**EXERCISE GOAL**. Please copy, word for word, the line that contains "value += Action::Remove.delta(0.5);" and every line after it through the end of the records, and nothing more.

**DATA SHOWN**.
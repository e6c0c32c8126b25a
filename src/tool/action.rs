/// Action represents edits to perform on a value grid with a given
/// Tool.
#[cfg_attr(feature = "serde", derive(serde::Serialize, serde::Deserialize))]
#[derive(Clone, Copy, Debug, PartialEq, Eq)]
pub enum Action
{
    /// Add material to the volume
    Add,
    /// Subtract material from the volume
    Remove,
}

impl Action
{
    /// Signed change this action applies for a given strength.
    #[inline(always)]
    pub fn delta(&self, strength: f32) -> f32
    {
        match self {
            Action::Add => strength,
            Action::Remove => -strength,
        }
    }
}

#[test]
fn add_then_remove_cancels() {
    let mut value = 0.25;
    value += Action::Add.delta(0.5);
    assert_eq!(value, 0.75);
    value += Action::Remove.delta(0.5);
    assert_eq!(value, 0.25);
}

**WRITTEN RESPONSE**.
    value += Action::Remove.delta(0.5);
    assert_eq!(value, 0.25);
}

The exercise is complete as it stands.